▸ **DATA FOR ANALYSIS**
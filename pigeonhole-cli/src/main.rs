use std::path::PathBuf;

use anyhow::{Context, Result};
use clap::{Parser, Subcommand};
use pigeonhole_lib::{
    aggregate::aggregate,
    category::CategorySet,
    categorizer::{Categorizer, MatchPolicy},
    config::RunConfig,
    report::{output_path, Report, SubtotalPolicy},
    statement::Statement,
    util::format_amount,
};
use slog::info;
use sloggers::{
    terminal::TerminalLoggerBuilder,
    types::{Severity, SourceLocation},
    Build,
};

/// The keyword expense categorizer
#[derive(Debug, Parser)]
#[command(version, about, long_about = None)]
struct Args {
    /// Path to the bank statement (xlsx or csv)
    #[arg(long)]
    statement_path: PathBuf,
    /// Path to the category config file; builtin categories when omitted
    #[arg(long)]
    categories_path: Option<PathBuf>,
    /// Path to the run config yaml
    #[arg(long)]
    config_path: Option<PathBuf>,
    /// Assign a row to the first matching category only, or to all of them
    #[arg(long)]
    match_policy: Option<MatchPolicy>,
    /// Render subtotals exact or truncated to a whole number
    #[arg(long)]
    subtotal_policy: Option<SubtotalPolicy>,
    /// Where to write the report; derived from the statement path when omitted
    #[arg(long)]
    output_path: Option<PathBuf>,
    /// Log level
    #[arg(long)]
    log_level: Option<Severity>,
    // Subcommands
    #[command(subcommand)]
    command: Command,
}

#[derive(Subcommand, Debug)]
#[command()]
enum Command {
    /// Write the grouped report next to the statement
    #[command()]
    Report,
    /// Output the aggregated breakdown yaml
    #[command()]
    Breakdown,
}

fn main() -> Result<()> {
    let args = Args::parse();

    let logger = TerminalLoggerBuilder::new()
        .level(args.log_level.unwrap_or_default())
        .source_location(SourceLocation::None)
        .build()?;

    let mut config = match &args.config_path {
        Some(path) => RunConfig::from_yaml_file(path).context("failed to parse run config")?,
        None => RunConfig::default(),
    };
    if let Some(match_policy) = args.match_policy {
        config.match_policy = match_policy;
    }
    if let Some(subtotal_policy) = args.subtotal_policy {
        config.subtotal_policy = subtotal_policy;
    }

    let categories = match &args.categories_path {
        Some(path) => CategorySet::from_text_file(path).context("failed to parse categories")?,
        None => CategorySet::builtin(),
    };
    let statement =
        Statement::from_path(&args.statement_path).context("failed to read statement")?;
    info!(logger, "read statement";
        "rows" => statement.rows.len(), "categories" => categories.len());

    let categorizer = Categorizer::new(categories, config.match_policy);
    let assignment = categorizer
        .categorize(&statement, &config.columns)
        .context("failed to categorize statement")?;
    if assignment.unmatched > 0 {
        info!(logger, "dropped rows matching no category"; "rows" => assignment.unmatched);
    }
    let breakdowns =
        aggregate(&assignment, &config.columns).context("failed to aggregate amounts")?;
    for breakdown in &breakdowns {
        info!(logger, "category subtotal";
            "keywords" => breakdown.category.keywords.join(","),
            "subtotal" => format_amount(breakdown.subtotal));
    }

    match args.command {
        Command::Report => {
            let report = Report::render(&breakdowns, &config.columns, config.subtotal_policy)
                .context("failed to render report")?;
            let output = args
                .output_path
                .clone()
                .unwrap_or_else(|| output_path(&args.statement_path, &config.output_suffix, "csv"));
            report
                .write_csv_file(&output)
                .context("failed to write report")?;
            info!(logger, "wrote report"; "path" => %output.display());
        }
        Command::Breakdown => {
            println!("{}", serde_yaml::to_string(&breakdowns)?);
        }
    }
    Ok(())
}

▸ **WORK TO BE COMPLETED**
Scan the listing and report each line where the word "Result" shows up.

▸ **EXERCISE OUTPUT**
use anyhow::{Context, Result};
fn main() -> Result<()> {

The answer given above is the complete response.